(Exercise material):

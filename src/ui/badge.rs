//! Crypto badges.

use super::markup::Element;
use super::Component;
use crate::shared::AssetSymbol;

pub const MIN_BADGE_SIZE: u32 = 24;
pub const MAX_BADGE_SIZE: u32 = 44;

/// Circular asset icon, 24–44 px.
#[derive(Debug, Clone, PartialEq, Eq)]
pub struct CryptoBadge {
    pub symbol: AssetSymbol,
    size: u32,
    pub clickable: bool,
}

impl CryptoBadge {
    pub fn new(symbol: AssetSymbol) -> Self {
        Self {
            symbol,
            size: MAX_BADGE_SIZE,
            clickable: false,
        }
    }

    /// Sets the size, clamped to the supported range.
    pub fn size(mut self, size: u32) -> Self {
        self.size = size.clamp(MIN_BADGE_SIZE, MAX_BADGE_SIZE);
        self
    }

    pub fn clickable(mut self, clickable: bool) -> Self {
        self.clickable = clickable;
        self
    }

    pub fn px(&self) -> u32 {
        self.size
    }

    /// Artwork path. USDT shares the USD artwork.
    pub fn asset_path(&self) -> String {
        format!("badges/Badge{}.svg", self.symbol.badge().as_str())
    }
}

impl Component for CryptoBadge {
    fn render(&self) -> Element {
        let cursor = if self.clickable { "pointer" } else { "default" };
        Element::new("div")
            .class("crypto-badge")
            .attr(
                "style",
                format!(
                    "cursor: {cursor}; width: {size}px; height: {size}px",
                    size = self.size
                ),
            )
            .child(
                Element::new("img")
                    .attr("src", self.asset_path())
                    .attr("alt", format!("{} Badge", self.symbol)),
            )
    }
}

/// One badge, or two overlapping badges for a trading pair.
#[derive(Debug, Clone, PartialEq, Eq)]
pub struct BadgePair {
    pub primary: AssetSymbol,
    pub secondary: Option<AssetSymbol>,
    pub size: u32,
}

impl BadgePair {
    pub fn single(primary: AssetSymbol) -> Self {
        Self {
            primary,
            secondary: None,
            size: MIN_BADGE_SIZE,
        }
    }

    pub fn pair(primary: AssetSymbol, secondary: AssetSymbol) -> Self {
        Self {
            primary,
            secondary: Some(secondary),
            size: MIN_BADGE_SIZE,
        }
    }

    pub fn size(mut self, size: u32) -> Self {
        self.size = size;
        self
    }

    pub fn is_pair(&self) -> bool {
        self.secondary.is_some()
    }
}

impl Component for BadgePair {
    fn render(&self) -> Element {
        let badge = |s: AssetSymbol| CryptoBadge::new(s).size(self.size).render();
        match self.secondary {
            None => Element::new("div")
                .class("badge-pair badge-pair--single")
                .child(badge(self.primary)),
            Some(secondary) => Element::new("div")
                .class("badge-pair badge-pair--pair")
                .child(
                    Element::new("div")
                        .class("badge-pair__primary")
                        .child(badge(self.primary)),
                )
                .child(
                    Element::new("div")
                        .class("badge-pair__secondary")
                        .child(badge(secondary)),
                ),
        }
    }
}

#[cfg(test)]
mod tests {
    use super::*;

    #[test]
    fn test_size_is_clamped() {
        assert_eq!(CryptoBadge::new(AssetSymbol::Btc).size(10).px(), 24);
        assert_eq!(CryptoBadge::new(AssetSymbol::Btc).size(100).px(), 44);
        assert_eq!(CryptoBadge::new(AssetSymbol::Btc).size(32).px(), 32);
        assert_eq!(CryptoBadge::new(AssetSymbol::Btc).px(), 44);
    }

    #[test]
    fn test_usdt_renders_usd_artwork() {
        let el = CryptoBadge::new(AssetSymbol::Usdt).render();
        let img = el.child_elements().next().unwrap();
        assert_eq!(img.attr_value("src"), Some("badges/BadgeUSD.svg"));
        assert_eq!(img.attr_value("alt"), Some("USDT Badge"));
    }

    #[test]
    fn test_badge_pair_modes() {
        let single = BadgePair::single(AssetSymbol::Btc).render();
        assert!(single.has_class("badge-pair--single"));
        assert_eq!(single.find_all("crypto-badge").len(), 1);

        let pair = BadgePair::pair(AssetSymbol::Btc, AssetSymbol::Usdt).render();
        assert!(pair.has_class("badge-pair--pair"));
        assert_eq!(pair.find_all("crypto-badge").len(), 2);
        assert!(pair.find("badge-pair__secondary").is_some());
    }
}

(Problem details): Return the full data, every line of it, with nothing altered.

(Your solution):
filename src/ui/badge.rs
//! Crypto badges.

use super::markup::Element;
use super::Component;
use crate::shared::AssetSymbol;

pub const MIN_BADGE_SIZE: u32 = 24;
pub const MAX_BADGE_SIZE: u32 = 44;

/// Circular asset icon, 24–44 px.
#[derive(Debug, Clone, PartialEq, Eq)]
pub struct CryptoBadge {
    pub symbol: AssetSymbol,
    size: u32,
    pub clickable: bool,
}

impl CryptoBadge {
    pub fn new(symbol: AssetSymbol) -> Self {
        Self {
            symbol,
            size: MAX_BADGE_SIZE,
            clickable: false,
        }
    }

    /// Sets the size, clamped to the supported range.
    pub fn size(mut self, size: u32) -> Self {
        self.size = size.clamp(MIN_BADGE_SIZE, MAX_BADGE_SIZE);
        self
    }

    pub fn clickable(mut self, clickable: bool) -> Self {
        self.clickable = clickable;
        self
    }

    pub fn px(&self) -> u32 {
        self.size
    }

    /// Artwork path. USDT shares the USD artwork.
    pub fn asset_path(&self) -> String {
        format!("badges/Badge{}.svg", self.symbol.badge().as_str())
    }
}

impl Component for CryptoBadge {
    fn render(&self) -> Element {
        let cursor = if self.clickable { "pointer" } else { "default" };
        Element::new("div")
            .class("crypto-badge")
            .attr(
                "style",
                format!(
                    "cursor: {cursor}; width: {size}px; height: {size}px",
                    size = self.size
                ),
            )
            .child(
                Element::new("img")
                    .attr("src", self.asset_path())
                    .attr("alt", format!("{} Badge", self.symbol)),
            )
    }
}

/// One badge, or two overlapping badges for a trading pair.
#[derive(Debug, Clone, PartialEq, Eq)]
pub struct BadgePair {
    pub primary: AssetSymbol,
    pub secondary: Option<AssetSymbol>,
    pub size: u32,
}

impl BadgePair {
    pub fn single(primary: AssetSymbol) -> Self {
        Self {
            primary,
            secondary: None,
            size: MIN_BADGE_SIZE,
        }
    }

    pub fn pair(primary: AssetSymbol, secondary: AssetSymbol) -> Self {
        Self {
            primary,
            secondary: Some(secondary),
            size: MIN_BADGE_SIZE,
        }
    }

    pub fn size(mut self, size: u32) -> Self {
        self.size = size;
        self
    }

    pub fn is_pair(&self) -> bool {
        self.secondary.is_some()
    }
}

impl Component for BadgePair {
    fn render(&self) -> Element {
        let badge = |s: AssetSymbol| CryptoBadge::new(s).size(self.size).render();
        match self.secondary {
            None => Element::new("div")
                .class("badge-pair badge-pair--single")
                .child(badge(self.primary)),
            Some(secondary) => Element::new("div")
                .class("badge-pair badge-pair--pair")
                .child(
                    Element::new("div")
                        .class("badge-pair__primary")
                        .child(badge(self.primary)),
                )
                .child(
                    Element::new("div")
                        .class("badge-pair__secondary")
                        .child(badge(secondary)),
                ),
        }
    }
}

#[cfg(test)]
mod tests {
    use super::*;

    #[test]
    fn test_size_is_clamped() {
        assert_eq!(CryptoBadge::new(AssetSymbol::Btc).size(10).px(), 24);
        assert_eq!(CryptoBadge::new(AssetSymbol::Btc).size(100).px(), 44);
        assert_eq!(CryptoBadge::new(AssetSymbol::Btc).size(32).px(), 32);
        assert_eq!(CryptoBadge::new(AssetSymbol::Btc).px(), 44);
    }

    #[test]
    fn test_usdt_renders_usd_artwork() {
        let el = CryptoBadge::new(AssetSymbol::Usdt).render();
        let img = el.child_elements().next().unwrap();
        assert_eq!(img.attr_value("src"), Some("badges/BadgeUSD.svg"));
        assert_eq!(img.attr_value("alt"), Some("USDT Badge"));
    }

    #[test]
    fn test_badge_pair_modes() {
        let single = BadgePair::single(AssetSymbol::Btc).render();
        assert!(single.has_class("badge-pair--single"));
        assert_eq!(single.find_all("crypto-badge").len(), 1);

        let pair = BadgePair::pair(AssetSymbol::Btc, AssetSymbol::Usdt).render();
        assert!(pair.has_class("badge-pair--pair"));
        assert_eq!(pair.find_all("crypto-badge").len(), 2);
        assert!(pair.find("badge-pair__secondary").is_some());
    }
}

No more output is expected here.